BEGIN SUPPLIED MATERIAL

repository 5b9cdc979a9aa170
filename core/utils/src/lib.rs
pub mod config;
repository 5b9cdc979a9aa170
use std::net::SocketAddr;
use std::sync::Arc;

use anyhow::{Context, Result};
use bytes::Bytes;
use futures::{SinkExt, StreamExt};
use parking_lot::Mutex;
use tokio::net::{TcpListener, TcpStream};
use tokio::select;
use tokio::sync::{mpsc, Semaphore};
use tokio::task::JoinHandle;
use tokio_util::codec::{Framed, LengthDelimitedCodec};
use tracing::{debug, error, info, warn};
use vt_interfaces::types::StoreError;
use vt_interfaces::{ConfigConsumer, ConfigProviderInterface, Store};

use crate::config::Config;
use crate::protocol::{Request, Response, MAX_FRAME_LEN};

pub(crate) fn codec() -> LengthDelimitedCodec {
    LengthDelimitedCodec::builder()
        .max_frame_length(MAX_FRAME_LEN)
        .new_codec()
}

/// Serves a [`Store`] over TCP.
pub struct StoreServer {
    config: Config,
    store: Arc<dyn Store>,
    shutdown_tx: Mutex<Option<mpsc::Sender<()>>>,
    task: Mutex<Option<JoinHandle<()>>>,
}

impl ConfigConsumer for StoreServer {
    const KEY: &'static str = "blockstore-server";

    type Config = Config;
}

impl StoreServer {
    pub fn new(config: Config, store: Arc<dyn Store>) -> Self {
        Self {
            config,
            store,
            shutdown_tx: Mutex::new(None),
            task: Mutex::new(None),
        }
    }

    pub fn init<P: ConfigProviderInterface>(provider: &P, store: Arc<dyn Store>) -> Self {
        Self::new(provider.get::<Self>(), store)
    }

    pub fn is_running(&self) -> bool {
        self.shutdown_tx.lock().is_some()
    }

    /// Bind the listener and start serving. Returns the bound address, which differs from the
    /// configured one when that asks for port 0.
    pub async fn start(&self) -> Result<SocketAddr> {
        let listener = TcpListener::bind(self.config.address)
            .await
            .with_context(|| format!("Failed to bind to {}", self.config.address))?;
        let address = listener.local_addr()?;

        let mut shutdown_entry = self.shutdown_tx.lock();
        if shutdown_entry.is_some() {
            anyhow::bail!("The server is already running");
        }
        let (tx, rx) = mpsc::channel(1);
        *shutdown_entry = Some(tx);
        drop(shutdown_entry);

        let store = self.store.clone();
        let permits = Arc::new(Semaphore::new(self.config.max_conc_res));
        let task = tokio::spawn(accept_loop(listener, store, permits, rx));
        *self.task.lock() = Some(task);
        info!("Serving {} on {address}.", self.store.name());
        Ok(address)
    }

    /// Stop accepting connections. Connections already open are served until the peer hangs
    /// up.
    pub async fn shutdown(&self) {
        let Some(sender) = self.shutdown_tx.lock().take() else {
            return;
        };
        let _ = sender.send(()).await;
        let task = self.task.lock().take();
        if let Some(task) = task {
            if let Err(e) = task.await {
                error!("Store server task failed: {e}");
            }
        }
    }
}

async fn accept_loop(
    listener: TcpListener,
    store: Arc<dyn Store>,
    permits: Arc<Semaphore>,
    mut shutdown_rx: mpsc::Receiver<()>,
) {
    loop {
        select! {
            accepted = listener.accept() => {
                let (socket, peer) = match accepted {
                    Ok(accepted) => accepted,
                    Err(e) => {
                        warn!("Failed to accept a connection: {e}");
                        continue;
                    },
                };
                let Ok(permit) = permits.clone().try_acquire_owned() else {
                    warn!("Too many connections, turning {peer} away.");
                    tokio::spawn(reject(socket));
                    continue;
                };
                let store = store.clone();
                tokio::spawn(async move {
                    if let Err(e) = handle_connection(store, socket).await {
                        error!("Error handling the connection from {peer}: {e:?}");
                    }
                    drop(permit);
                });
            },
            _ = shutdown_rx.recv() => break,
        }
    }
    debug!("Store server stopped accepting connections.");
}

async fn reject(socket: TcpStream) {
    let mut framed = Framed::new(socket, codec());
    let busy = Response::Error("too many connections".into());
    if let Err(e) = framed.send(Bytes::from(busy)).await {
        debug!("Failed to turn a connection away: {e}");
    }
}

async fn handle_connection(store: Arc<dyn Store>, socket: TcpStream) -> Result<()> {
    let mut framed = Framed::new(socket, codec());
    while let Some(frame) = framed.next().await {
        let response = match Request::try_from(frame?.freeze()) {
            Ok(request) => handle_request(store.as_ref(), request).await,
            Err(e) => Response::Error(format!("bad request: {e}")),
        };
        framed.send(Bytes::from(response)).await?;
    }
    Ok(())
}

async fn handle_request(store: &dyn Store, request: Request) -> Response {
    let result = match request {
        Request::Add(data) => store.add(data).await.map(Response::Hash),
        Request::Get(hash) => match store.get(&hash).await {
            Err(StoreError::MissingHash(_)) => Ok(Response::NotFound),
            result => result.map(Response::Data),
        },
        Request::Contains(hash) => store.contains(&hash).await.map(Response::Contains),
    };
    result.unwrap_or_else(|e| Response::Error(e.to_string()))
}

END SUPPLIED MATERIAL

• **TASK GOAL**
Copy every record exactly.

• **THE COMPLETED TASK**
repository 5b9cdc979a9aa170
filename core/utils/src/lib.rs
pub mod config;
repository 5b9cdc979a9aa170
use std::net::SocketAddr;
use std::sync::Arc;

use anyhow::{Context, Result};
use bytes::Bytes;
use futures::{SinkExt, StreamExt};
use parking_lot::Mutex;
use tokio::net::{TcpListener, TcpStream};
use tokio::select;
use tokio::sync::{mpsc, Semaphore};
use tokio::task::JoinHandle;
use tokio_util::codec::{Framed, LengthDelimitedCodec};
use tracing::{debug, error, info, warn};
use vt_interfaces::types::StoreError;
use vt_interfaces::{ConfigConsumer, ConfigProviderInterface, Store};

use crate::config::Config;
use crate::protocol::{Request, Response, MAX_FRAME_LEN};

pub(crate) fn codec() -> LengthDelimitedCodec {
    LengthDelimitedCodec::builder()
        .max_frame_length(MAX_FRAME_LEN)
        .new_codec()
}

/// Serves a [`Store`] over TCP.
pub struct StoreServer {
    config: Config,
    store: Arc<dyn Store>,
    shutdown_tx: Mutex<Option<mpsc::Sender<()>>>,
    task: Mutex<Option<JoinHandle<()>>>,
}

impl ConfigConsumer for StoreServer {
    const KEY: &'static str = "blockstore-server";

    type Config = Config;
}

impl StoreServer {
    pub fn new(config: Config, store: Arc<dyn Store>) -> Self {
        Self {
            config,
            store,
            shutdown_tx: Mutex::new(None),
            task: Mutex::new(None),
        }
    }

    pub fn init<P: ConfigProviderInterface>(provider: &P, store: Arc<dyn Store>) -> Self {
        Self::new(provider.get::<Self>(), store)
    }

    pub fn is_running(&self) -> bool {
        self.shutdown_tx.lock().is_some()
    }

    /// Bind the listener and start serving. Returns the bound address, which differs from the
    /// configured one when that asks for port 0.
    pub async fn start(&self) -> Result<SocketAddr> {
        let listener = TcpListener::bind(self.config.address)
            .await
            .with_context(|| format!("Failed to bind to {}", self.config.address))?;
        let address = listener.local_addr()?;

        let mut shutdown_entry = self.shutdown_tx.lock();
        if shutdown_entry.is_some() {
            anyhow::bail!("The server is already running");
        }
        let (tx, rx) = mpsc::channel(1);
        *shutdown_entry = Some(tx);
        drop(shutdown_entry);

        let store = self.store.clone();
        let permits = Arc::new(Semaphore::new(self.config.max_conc_res));
        let task = tokio::spawn(accept_loop(listener, store, permits, rx));
        *self.task.lock() = Some(task);
        info!("Serving {} on {address}.", self.store.name());
        Ok(address)
    }

    /// Stop accepting connections. Connections already open are served until the peer hangs
    /// up.
    pub async fn shutdown(&self) {
        let Some(sender) = self.shutdown_tx.lock().take() else {
            return;
        };
        let _ = sender.send(()).await;
        let task = self.task.lock().take();
        if let Some(task) = task {
            if let Err(e) = task.await {
                error!("Store server task failed: {e}");
            }
        }
    }
}

async fn accept_loop(
    listener: TcpListener,
    store: Arc<dyn Store>,
    permits: Arc<Semaphore>,
    mut shutdown_rx: mpsc::Receiver<()>,
) {
    loop {
        select! {
            accepted = listener.accept() => {
                let (socket, peer) = match accepted {
                    Ok(accepted) => accepted,
                    Err(e) => {
                        warn!("Failed to accept a connection: {e}");
                        continue;
                    },
                };
                let Ok(permit) = permits.clone().try_acquire_owned() else {
                    warn!("Too many connections, turning {peer} away.");
                    tokio::spawn(reject(socket));
                    continue;
                };
                let store = store.clone();
                tokio::spawn(async move {
                    if let Err(e) = handle_connection(store, socket).await {
                        error!("Error handling the connection from {peer}: {e:?}");
                    }
                    drop(permit);
                });
            },
            _ = shutdown_rx.recv() => break,
        }
    }
    debug!("Store server stopped accepting connections.");
}

async fn reject(socket: TcpStream) {
    let mut framed = Framed::new(socket, codec());
    let busy = Response::Error("too many connections".into());
    if let Err(e) = framed.send(Bytes::from(busy)).await {
        debug!("Failed to turn a connection away: {e}");
    }
}

async fn handle_connection(store: Arc<dyn Store>, socket: TcpStream) -> Result<()> {
    let mut framed = Framed::new(socket, codec());
    while let Some(frame) = framed.next().await {
        let response = match Request::try_from(frame?.freeze()) {
            Ok(request) => handle_request(store.as_ref(), request).await,
            Err(e) => Response::Error(format!("bad request: {e}")),
        };
        framed.send(Bytes::from(response)).await?;
    }
    Ok(())
}

async fn handle_request(store: &dyn Store, request: Request) -> Response {
    let result = match request {
        Request::Add(data) => store.add(data).await.map(Response::Hash),
        Request::Get(hash) => match store.get(&hash).await {
            Err(StoreError::MissingHash(_)) => Ok(Response::NotFound),
            result => result.map(Response::Data),
        },
        Request::Contains(hash) => store.contains(&hash).await.map(Response::Contains),
    };
    result.unwrap_or_else(|e| Response::Error(e.to_string()))
}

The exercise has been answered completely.